** Exercise brief **
Everything in the listing beneath must be transcribed exactly.

** Data supplied **
▼
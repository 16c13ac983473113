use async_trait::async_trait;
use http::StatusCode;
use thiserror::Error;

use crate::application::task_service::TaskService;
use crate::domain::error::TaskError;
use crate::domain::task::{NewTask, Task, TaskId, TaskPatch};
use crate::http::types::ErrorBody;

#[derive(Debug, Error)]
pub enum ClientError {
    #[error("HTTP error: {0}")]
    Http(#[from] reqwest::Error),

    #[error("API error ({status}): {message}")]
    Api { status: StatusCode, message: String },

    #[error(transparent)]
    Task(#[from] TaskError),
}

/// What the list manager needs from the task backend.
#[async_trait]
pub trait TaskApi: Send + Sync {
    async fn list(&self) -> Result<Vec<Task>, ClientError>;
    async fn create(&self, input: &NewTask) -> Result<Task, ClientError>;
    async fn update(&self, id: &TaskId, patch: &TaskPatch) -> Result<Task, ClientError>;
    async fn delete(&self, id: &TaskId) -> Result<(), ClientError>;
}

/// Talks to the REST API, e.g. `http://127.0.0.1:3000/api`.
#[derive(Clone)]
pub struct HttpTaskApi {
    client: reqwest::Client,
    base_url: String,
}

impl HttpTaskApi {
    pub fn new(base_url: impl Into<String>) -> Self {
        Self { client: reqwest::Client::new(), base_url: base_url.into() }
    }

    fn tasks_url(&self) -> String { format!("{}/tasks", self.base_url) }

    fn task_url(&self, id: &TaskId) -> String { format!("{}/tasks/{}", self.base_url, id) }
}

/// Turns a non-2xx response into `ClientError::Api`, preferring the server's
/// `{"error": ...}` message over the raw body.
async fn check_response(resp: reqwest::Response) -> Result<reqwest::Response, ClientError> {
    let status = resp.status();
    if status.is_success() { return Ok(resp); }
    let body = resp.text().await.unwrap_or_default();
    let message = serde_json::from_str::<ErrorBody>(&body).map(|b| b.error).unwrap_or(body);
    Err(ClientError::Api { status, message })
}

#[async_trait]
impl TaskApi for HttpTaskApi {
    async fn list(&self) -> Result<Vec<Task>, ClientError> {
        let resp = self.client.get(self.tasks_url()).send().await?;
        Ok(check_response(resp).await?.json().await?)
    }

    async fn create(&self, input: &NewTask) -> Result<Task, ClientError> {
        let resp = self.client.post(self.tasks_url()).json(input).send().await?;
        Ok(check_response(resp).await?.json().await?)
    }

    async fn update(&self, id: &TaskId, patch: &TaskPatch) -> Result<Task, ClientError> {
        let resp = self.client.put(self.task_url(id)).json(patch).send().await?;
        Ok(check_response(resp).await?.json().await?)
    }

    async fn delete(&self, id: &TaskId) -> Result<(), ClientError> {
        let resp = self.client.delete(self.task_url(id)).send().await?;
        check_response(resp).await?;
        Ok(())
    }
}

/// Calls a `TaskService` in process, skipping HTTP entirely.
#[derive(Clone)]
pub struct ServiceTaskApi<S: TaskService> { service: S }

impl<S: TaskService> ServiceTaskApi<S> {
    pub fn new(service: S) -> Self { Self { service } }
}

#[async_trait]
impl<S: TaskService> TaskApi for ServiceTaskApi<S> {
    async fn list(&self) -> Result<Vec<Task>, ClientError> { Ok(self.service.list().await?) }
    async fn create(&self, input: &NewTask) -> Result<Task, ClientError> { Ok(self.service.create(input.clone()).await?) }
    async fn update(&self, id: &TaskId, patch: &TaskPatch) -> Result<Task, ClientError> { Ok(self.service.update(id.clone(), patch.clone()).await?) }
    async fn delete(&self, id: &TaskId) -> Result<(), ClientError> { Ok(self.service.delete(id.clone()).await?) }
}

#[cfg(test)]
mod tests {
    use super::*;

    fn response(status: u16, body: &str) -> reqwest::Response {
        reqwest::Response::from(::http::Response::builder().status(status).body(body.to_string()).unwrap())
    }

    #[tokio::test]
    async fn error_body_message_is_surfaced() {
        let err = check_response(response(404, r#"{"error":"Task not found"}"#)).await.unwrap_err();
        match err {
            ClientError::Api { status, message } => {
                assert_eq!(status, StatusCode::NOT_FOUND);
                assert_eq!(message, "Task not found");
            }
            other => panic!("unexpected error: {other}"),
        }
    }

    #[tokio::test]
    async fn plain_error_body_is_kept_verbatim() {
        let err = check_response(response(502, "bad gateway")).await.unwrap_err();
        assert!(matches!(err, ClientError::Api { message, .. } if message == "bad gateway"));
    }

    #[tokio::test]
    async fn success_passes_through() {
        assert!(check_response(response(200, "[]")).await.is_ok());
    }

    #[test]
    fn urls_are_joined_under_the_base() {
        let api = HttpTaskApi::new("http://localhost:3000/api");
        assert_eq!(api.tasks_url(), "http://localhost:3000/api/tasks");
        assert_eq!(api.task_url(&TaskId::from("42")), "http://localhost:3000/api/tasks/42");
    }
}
▲
** Exercise response **
repository 16c13ac983473113
use async_trait::async_trait;
use http::StatusCode;
use thiserror::Error;

use crate::application::task_service::TaskService;
use crate::domain::error::TaskError;
use crate::domain::task::{NewTask, Task, TaskId, TaskPatch};
use crate::http::types::ErrorBody;

#[derive(Debug, Error)]
pub enum ClientError {
    #[error("HTTP error: {0}")]
    Http(#[from] reqwest::Error),

    #[error("API error ({status}): {message}")]
    Api { status: StatusCode, message: String },

    #[error(transparent)]
    Task(#[from] TaskError),
}

/// What the list manager needs from the task backend.
#[async_trait]
pub trait TaskApi: Send + Sync {
    async fn list(&self) -> Result<Vec<Task>, ClientError>;
    async fn create(&self, input: &NewTask) -> Result<Task, ClientError>;
    async fn update(&self, id: &TaskId, patch: &TaskPatch) -> Result<Task, ClientError>;
    async fn delete(&self, id: &TaskId) -> Result<(), ClientError>;
}

/// Talks to the REST API, e.g. `http://127.0.0.1:3000/api`.
#[derive(Clone)]
pub struct HttpTaskApi {
    client: reqwest::Client,
    base_url: String,
}

impl HttpTaskApi {
    pub fn new(base_url: impl Into<String>) -> Self {
        Self { client: reqwest::Client::new(), base_url: base_url.into() }
    }

    fn tasks_url(&self) -> String { format!("{}/tasks", self.base_url) }

    fn task_url(&self, id: &TaskId) -> String { format!("{}/tasks/{}", self.base_url, id) }
}

/// Turns a non-2xx response into `ClientError::Api`, preferring the server's
/// `{"error": ...}` message over the raw body.
async fn check_response(resp: reqwest::Response) -> Result<reqwest::Response, ClientError> {
    let status = resp.status();
    if status.is_success() { return Ok(resp); }
    let body = resp.text().await.unwrap_or_default();
    let message = serde_json::from_str::<ErrorBody>(&body).map(|b| b.error).unwrap_or(body);
    Err(ClientError::Api { status, message })
}

#[async_trait]
impl TaskApi for HttpTaskApi {
    async fn list(&self) -> Result<Vec<Task>, ClientError> {
        let resp = self.client.get(self.tasks_url()).send().await?;
        Ok(check_response(resp).await?.json().await?)
    }

    async fn create(&self, input: &NewTask) -> Result<Task, ClientError> {
        let resp = self.client.post(self.tasks_url()).json(input).send().await?;
        Ok(check_response(resp).await?.json().await?)
    }

    async fn update(&self, id: &TaskId, patch: &TaskPatch) -> Result<Task, ClientError> {
        let resp = self.client.put(self.task_url(id)).json(patch).send().await?;
        Ok(check_response(resp).await?.json().await?)
    }

    async fn delete(&self, id: &TaskId) -> Result<(), ClientError> {
        let resp = self.client.delete(self.task_url(id)).send().await?;
        check_response(resp).await?;
        Ok(())
    }
}

/// Calls a `TaskService` in process, skipping HTTP entirely.
#[derive(Clone)]
pub struct ServiceTaskApi<S: TaskService> { service: S }

impl<S: TaskService> ServiceTaskApi<S> {
    pub fn new(service: S) -> Self { Self { service } }
}

#[async_trait]
impl<S: TaskService> TaskApi for ServiceTaskApi<S> {
    async fn list(&self) -> Result<Vec<Task>, ClientError> { Ok(self.service.list().await?) }
    async fn create(&self, input: &NewTask) -> Result<Task, ClientError> { Ok(self.service.create(input.clone()).await?) }
    async fn update(&self, id: &TaskId, patch: &TaskPatch) -> Result<Task, ClientError> { Ok(self.service.update(id.clone(), patch.clone()).await?) }
    async fn delete(&self, id: &TaskId) -> Result<(), ClientError> { Ok(self.service.delete(id.clone()).await?) }
}

#[cfg(test)]
mod tests {
    use super::*;

    fn response(status: u16, body: &str) -> reqwest::Response {
        reqwest::Response::from(::http::Response::builder().status(status).body(body.to_string()).unwrap())
    }

    #[tokio::test]
    async fn error_body_message_is_surfaced() {
        let err = check_response(response(404, r#"{"error":"Task not found"}"#)).await.unwrap_err();
        match err {
            ClientError::Api { status, message } => {
                assert_eq!(status, StatusCode::NOT_FOUND);
                assert_eq!(message, "Task not found");
            }
            other => panic!("unexpected error: {other}"),
        }
    }

    #[tokio::test]
    async fn plain_error_body_is_kept_verbatim() {
        let err = check_response(response(502, "bad gateway")).await.unwrap_err();
        assert!(matches!(err, ClientError::Api { message, .. } if message == "bad gateway"));
    }

    #[tokio::test]
    async fn success_passes_through() {
        assert!(check_response(response(200, "[]")).await.is_ok());
    }

    #[test]
    fn urls_are_joined_under_the_base() {
        let api = HttpTaskApi::new("http://localhost:3000/api");
        assert_eq!(api.tasks_url(), "http://localhost:3000/api/tasks");
        assert_eq!(api.task_url(&TaskId::from("42")), "http://localhost:3000/api/tasks/42");
    }
}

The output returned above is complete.